I’m on my way back from hosting a quiz in Worthing, a supposedly every-other-week gig which has rapidly turned into an almost-every-week commitment. [1]
I don’t mind, though. It’s actually quite hard to be a part time quiz host. You need to be there most weeks to build up a rapport with the regular teams, which – at most local pub quizzes – is pretty much everyone who takes part.
These teams take the quiz seriously. One, Tequila Mockingbird, even have their own monographed pens. Hosting feels like a great responsibility, like becoming Doctor Who, except with two dozen boomers who won’t be alive in twenty years for me to clean up by exploiting them and their money on the convention circuit.

I’m in a slightly awkward position, too, in the sense that I don’t actually write the questions.
And unlike a journalist who doesn’t write the headlines, whose article at least forms some kind of legitimate basis for the headline (at least at reputable publications), my personality and the personality of the guy who writes the quiz are actually fairly different.
Nevertheless, I have to own them, as it were, though on occasion I have had to do some desperate last-minute internet searching to clarify the wording of questions that don’t, to me, seem entirely watertight.
Tonight’s main cock-up, though, I can’t blame on the quiz-setter and his mildly contrasting question-writing idiom.
I don’t get the questions long before the quiz, and so sometimes I don’t get a chance to read them all in advance.
Tonight, though, I really should have done better than announcing round 3 was about “New Zealand’s famed director Peter Jackson” before checking if any of the questions were about where Peter Jackson is from.
Question 2: in which country was Peter Jackson born?
I did well here though – coming up with a replacement Peter Jackson themed question on the spot, without hesitation. Which was: which genre was the film that marked Peter Jackson’s directorial debut? [2]
For this, I was praised by the regulars for my quick thinking, much akin to the genius regularly shown by fictional television character Doctor Who. [3].
This was my fourth time hosting, and I’m getting used to the quirks of the quiz and its people. There is, for example, a creative round, involving people making things out of clay around a certain theme.
In the previous quizzes I have run, I have refused any kind of subjective round. In the quiz, things are either wrong or they are right, and the quiz master’s decision is final.
In this manner, facts become Schrödinger’s facts: they may be wrong, they may be right, but until you open the box, or in this case check your phone after the quiz finishes, the facts are both true and not true at exactly the same time.
Most sensible quiz-goers implicitly understand this, and don’t argue the toss.
But with clay, it feels like prejudice and favouritism are too easily in play.

With this in mind, I judge the clay round before I know who has won (or course: I’m not a monster); but I always hope it makes no difference to the overall standings.
And, so far, it hasn’t.
Let’s wade through the soup of time and remember my previous quiz hosting experiences.
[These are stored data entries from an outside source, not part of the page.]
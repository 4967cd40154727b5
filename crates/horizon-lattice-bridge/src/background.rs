//! Background work: a dedicated worker thread that reports to the owning thread.
//!
//! A [`BackgroundWork`] runs a closure on its own thread. The closure streams
//! values back with [`TaskContext::yield_value`] and can exchange messages
//! with the owning thread. The owning thread drains everything the worker
//! sent from a native timer, so `on_progress`, `on_message` and `on_done` all
//! run on the owning thread during a pump.
//!
//! # Example
//!
//! ```
//! use std::sync::Arc;
//! use horizon_lattice_bridge::{BackgroundWork, Engine};
//! use parking_lot::Mutex;
//!
//! let engine = Engine::new();
//! let results = Arc::new(Mutex::new(Vec::new()));
//! let sink = results.clone();
//!
//! let task = BackgroundWork::<i32>::new(|task| {
//!     for n in [1, 2, 3] {
//!         task.yield_value(n * 10)?;
//!     }
//!     Ok(())
//! })
//! .on_progress(move |value| sink.lock().push(value))
//! .start(engine.handle())
//! .unwrap();
//!
//! task.wait().unwrap();
//! assert_eq!(*results.lock(), vec![10, 20, 30]);
//! ```
//!
//! # Control Messages
//!
//! [`BackgroundTask::pause`], [`resume`](BackgroundTask::resume) and
//! [`stop`](BackgroundTask::stop) send [`Control`] messages the worker
//! observes when it calls [`TaskContext::check_pause`] or
//! [`TaskContext::check_message`]. A stop surfaces in the worker as an error
//! of kind [`HostError::STOPPED`]; returning it with `?` ends the work
//! cleanly. Any other error is reported to the engine's background error
//! handler, and `on_done` still runs.

use std::collections::VecDeque;
use std::sync::Arc;
use std::thread::{self, JoinHandle};
use std::time::Duration;

use crossbeam_channel::{Receiver, Sender, TryRecvError, unbounded};
use parking_lot::{Condvar, Mutex};

use crate::engine::EventLoop;
use crate::error::{BridgeError, Result};
use crate::logging::{PerfSpan, span_names};
use crate::protection::{CallbackProtection, CrossBoundaryError, EngineFrame, HostError, HostResult};
use crate::registry::CallbackHandle;
use crate::timer::{NativeDelay, NativeTimerId};

/// Default interval between polls of the worker's output (about 60 Hz).
pub const DEFAULT_POLL_INTERVAL: Duration = Duration::from_millis(16);

type WorkFn<R, M> = Box<dyn FnOnce(&mut TaskContext<R, M>) -> HostResult<()> + Send + 'static>;
type ProgressFn<R> = Box<dyn FnMut(R) + Send + 'static>;
type MessageFn<M> = Box<dyn FnMut(M) + Send + 'static>;
type DoneFn = Box<dyn FnOnce() + Send + 'static>;

/// A message from the owning thread to a worker.
#[derive(Debug, Clone, PartialEq, Eq)]
pub enum Control<M> {
    /// Block at the next [`TaskContext::check_pause`].
    Pause,
    /// Release a paused worker.
    Resume,
    /// Ask the worker to finish.
    Stop,
    /// An application message.
    Message(M),
}

/// What a worker sends back.
enum Output<R, M> {
    Progress(R),
    Message(M),
    Failed(CrossBoundaryError),
    Done,
}
//! Error types for Horizon Lattice Bridge.

use crate::protection::{CrossBoundaryError, HostError};
use crate::registry::CallbackHandle;

/// The main error type for bridge operations.
#[derive(Debug, thiserror::Error)]
pub enum BridgeError {
    /// The callback handle is stale or was never registered.
    #[error("unknown callback id: {0}")]
    CallbackNotFound(CallbackHandle),

    /// A protected callback failed; carries both-side backtraces.
    #[error("{0}")]
    CrossBoundary(#[source] Box<CrossBoundaryError>),

    /// The owning thread's engine was torn down before the call could run.
    #[error("engine has been deleted")]
    DispatchClosed,

    /// A host error returned directly, without crossing a thread boundary.
    #[error("{0}")]
    Host(#[source] HostError),

    /// An owning-thread-only operation was invoked from another thread.
    #[error("{operation} must be called from the engine's owning thread")]
    WrongThread {
        /// The operation that was attempted.
        operation: &'static str,
    },

    /// A background worker thread could not be spawned.
    #[error("failed to spawn background worker: {0}")]
    Spawn(#[source] std::io::Error),

    /// Timer-related error.
    #[error("Timer error: {0}")]
    Timer(#[from] TimerError),
}

impl BridgeError {
    /// The original host error, whether or not it crossed a thread boundary.
    ///
    /// Returns `None` for errors raised by the bridge itself.
    pub fn host_error(&self) -> Option<&HostError> {
        match self {
            Self::Host(err) => Some(err),
            Self::CrossBoundary(err) => Some(err.host_error()),
            _ => None,
        }
    }

    /// The kind of the original host error, if there is one.
    pub fn kind(&self) -> Option<&str> {
        self.host_error().map(HostError::kind)
    }

    /// Check if this error reports a torn-down engine.
    pub fn is_dispatch_closed(&self) -> bool {
        matches!(self, Self::DispatchClosed)
    }
}

impl From<CrossBoundaryError> for BridgeError {
    fn from(err: CrossBoundaryError) -> Self {
        Self::CrossBoundary(Box::new(err))
    }
}

/// Timer-specific errors.
#[derive(Debug, Clone, PartialEq, Eq, thiserror::Error)]
pub enum TimerError {
    /// The timer has no steps to run.
    #[error("timer has no steps to run")]
    NoSteps,
    /// The step id is stale or the index is out of range.
    #[error("invalid or deleted timer step")]
    InvalidStep,
    /// `resume` was called on a timer that already ran to completion.
    #[error("no procedure to continue: timer is exhausted")]
    NothingToContinue,
}

/// A specialized Result type for bridge operations.
pub type Result<T> = std::result::Result<T, BridgeError>;
impl<T> fmt::Debug for TimerScheduler<T> {
    fn fmt(&self, f: &mut fmt::Formatter<'_>) -> fmt::Result {
        let inner = self.shared.inner.lock();
        f.debug_struct("TimerScheduler")
            .field("state", &inner.state)
            .field("interval", &inner.interval)
            .field("step_index", &inner.index)
            .field("steps", &inner.order.len())
            .field("remaining", &inner.remaining)
            .finish()
    }
}
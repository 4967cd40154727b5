//! Callback registry mapping engine-visible handles to host closures.
//!
//! The engine never holds a host closure directly. It holds a
//! [`CallbackHandle`], and every invocation goes back through the registry
//! (see [`crate::protection::CallbackProtection::invoke_protected`]).
//!
//! Handles are generational slot keys: a slot may be reused after its entry is
//! removed, but the new entry gets a new generation, so a stale handle never
//! resolves to a different closure.
//!
//! # Example
//!
//! ```
//! use horizon_lattice_bridge::CallbackRegistry;
//!
//! let registry = CallbackRegistry::new();
//! let handle = registry.register(|args| Ok(args.join(" ")));
//!
//! assert!(registry.contains(handle));
//! registry.unregister(handle);
//! assert!(!registry.contains(handle));
//! ```

use std::fmt;
use std::sync::Arc;

use parking_lot::Mutex;
use slotmap::{Key, SlotMap, new_key_type};

use crate::protection::HostResult;

new_key_type! {
    /// An opaque identifier for a registered callback.
    ///
    /// Two handles are equal only if they name the same registration.
    pub struct CallbackHandle;
}

impl fmt::Display for CallbackHandle {
    fn fmt(&self, f: &mut fmt::Formatter<'_>) -> fmt::Result {
        write!(f, "cb{:?}", self.data())
    }
}

/// A registered closure as the engine sees it: string arguments in, string
/// result out.
pub type Callback = Arc<dyn Fn(&[String]) -> HostResult<String> + Send + Sync>;

/// Table of registered callbacks.
///
/// Registration may happen from any thread. Lookups clone the closure out of
/// the table, so the lock is never held while a callback runs.
pub struct CallbackRegistry {
    callbacks: Mutex<SlotMap<CallbackHandle, Callback>>,
}

impl CallbackRegistry {
    /// Create an empty registry.
    pub fn new() -> Self {
        Self {
            callbacks: Mutex::new(SlotMap::with_key()),
        }
    }

    /// Store a closure and return a fresh handle for it.
    pub fn register<F>(&self, callback: F) -> CallbackHandle
    where
        F: Fn(&[String]) -> HostResult<String> + Send + Sync + 'static,
    {
        let handle = self.callbacks.lock().insert(Arc::new(callback));
        tracing::trace!(target: "horizon_lattice_bridge::callback", %handle, "callback registered");
        handle
    }

    /// Remove a callback.
    ///
    /// Removing a handle that is already gone is not an error. Returns `true`
    /// if an entry was removed.
    pub fn unregister(&self, handle: CallbackHandle) -> bool {
        // Dropped after the lock is released: a closure may own something that
        // unregisters itself.
        let removed = self.callbacks.lock().remove(handle);
        if removed.is_some() {
            tracing::trace!(target: "horizon_lattice_bridge::callback", %handle, "callback unregistered");
        }
        removed.is_some()
    }

    /// Check if a handle names a live registration.
    pub fn contains(&self, handle: CallbackHandle) -> bool {
        self.callbacks.lock().contains_key(handle)
    }

    /// Look up the closure behind a handle.
    pub fn lookup(&self, handle: CallbackHandle) -> Option<Callback> {
        self.callbacks.lock().get(handle).cloned()
    }

    /// Get the number of registered callbacks.
    pub fn len(&self) -> usize {
        self.callbacks.lock().len()
    }

    /// Check if no callbacks are registered.
    pub fn is_empty(&self) -> bool {
        self.callbacks.lock().is_empty()
    }

    /// Remove every registration. Used on engine teardown.
    pub fn clear(&self) {
        let drained: Vec<Callback> = self.callbacks.lock().drain().map(|(_, cb)| cb).collect();
        drop(drained);
    }
}

impl Default for CallbackRegistry {
    fn default() -> Self {
        Self::new()
    }
}

impl fmt::Debug for CallbackRegistry {
    fn fmt(&self, f: &mut fmt::Formatter<'_>) -> fmt::Result {
        f.debug_struct("CallbackRegistry")
            .field("len", &self.len())
            .finish()
    }
}

#[cfg(test)]
mod tests {
    use super::*;
    use std::sync::atomic::{AtomicUsize, Ordering};

    #[test]
    fn test_register_and_lookup() {
        let registry = CallbackRegistry::new();
        let handle = registry.register(|args| Ok(format!("got {}", args.len())));

        let callback = registry.lookup(handle).expect("callback should exist");
        let result = callback(&["a".to_string(), "b".to_string()]).unwrap();
        assert_eq!(result, "got 2");
        assert_eq!(registry.len(), 1);
    }

    #[test]
    fn test_unregister_is_idempotent() {
        let registry = CallbackRegistry::new();
        let handle = registry.register(|_| Ok(String::new()));

        assert!(registry.unregister(handle));
        assert!(!registry.unregister(handle));
        assert!(registry.lookup(handle).is_none());
        assert!(registry.is_empty());
    }

    #[test]
    fn test_reused_slot_does_not_resolve_stale_handle() {
        let registry = CallbackRegistry::new();
        let old = registry.register(|_| Ok("old".to_string()));
        registry.unregister(old);

        let new = registry.register(|_| Ok("new".to_string()));
        assert_ne!(old, new);
        assert!(registry.lookup(old).is_none());
        assert_eq!(registry.lookup(new).unwrap()(&[]).unwrap(), "new");
    }

    #[test]
    fn test_handles_are_unique() {
        let registry = CallbackRegistry::new();
        let a = registry.register(|_| Ok(String::new()));
        let b = registry.register(|_| Ok(String::new()));
        assert_ne!(a, b);
        assert_ne!(a.to_string(), b.to_string());
        assert!(a.to_string().starts_with("cb"));
    }

    #[test]
    fn test_concurrent_registration() {
        let registry = Arc::new(CallbackRegistry::new());
        let calls = Arc::new(AtomicUsize::new(0));

        let handles: Vec<_> = (0..4)
            .map(|_| {
                let registry = registry.clone();
                let calls = calls.clone();
                std::thread::spawn(move || {
                    (0..10)
                        .map(|_| {
                            let calls = calls.clone();
                            registry.register(move |_| {
                                calls.fetch_add(1, Ordering::SeqCst);
                                Ok(String::new())
                            })
                        })
                        .collect::<Vec<_>>()
                })
            })
            .collect();

        let all: Vec<CallbackHandle> = handles
            .into_iter()
            .flat_map(|h| h.join().unwrap())
            .collect();

        assert_eq!(registry.len(), 40);
        for handle in all {
            registry.lookup(handle).unwrap()(&[]).unwrap();
        }
        assert_eq!(calls.load(Ordering::SeqCst), 40);
    }
}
The first quiz round I ever wrote was for my friend Paul’s family’s traditional Boxing Day quiz, which I had somehow wrangled myself into by a) being at their house already, drinking Archers and Lemonade, and b) no one having the heart to ask me to leave.
I wasn’t the overall quiz master, but as a bit of fun each attendee got to write their own, five-question round.
Being drunk, young, and an egotistical wannabe situationist, I made my entire round about my relationship history, with killer questions such as: “how many girlfriends have I had?”, and “how old is my girlfriend?”.
Everyone else’s questions were about sensible, middle class things, like the doomed Grand Slam career of Tim Henman.
A couple of years after this came my quiz hosting debut proper, at Woodies, the local pub in New Malden where myself and my friends – including Paul’s family – took part in the quiz most weeks, under the name Mr Wimpy, if me and my peers were around, or The Rat Pack, if it was boomers-only.
The regular setter was away and regular teams were asked to fill in. Myself and Euan, already frustrated Blue Peter presenters at 22, jumped at the chance to show our skills and our charm.
I remember one round in particular, which I was proud of as it involved a lot of local history.
But I didn’t know enough local history for a full 20 question round.
And so round 4 became “Piracy, Privateering, Scurvy and New Malden”.
The quiz went ok, but at the end one of the older charges, who may or may not been in local covers band Aged to Perfection, offered me some words to the wise.
He said, “look, most pub quiz teams are just here to have a good night out.”
“So make sure that 7-8 questions per round are pretty gettable.
“The last 2-3 really separate the wheat from the chaff.”
I remembered this six years later, when I started regularly hosting a quiz at the Rose & Crown pub in Stoke Newington, then rapidly gentrifying as the old mung bean radicals and queers moved out, and the Guardian editors and marketing professionals moved in.
Again, it was a case of sharing out the duties with other regular teams, but on a more permanent basis.
My co-host was Alan, a young posh [4] chosen one from the Guardian’s foreign desk. The foreign desk being the paper’s poshest desk, whose editors, when they came over to ask me to do something, I’d say yes, then spend half an hour trying to figure out what they’d said.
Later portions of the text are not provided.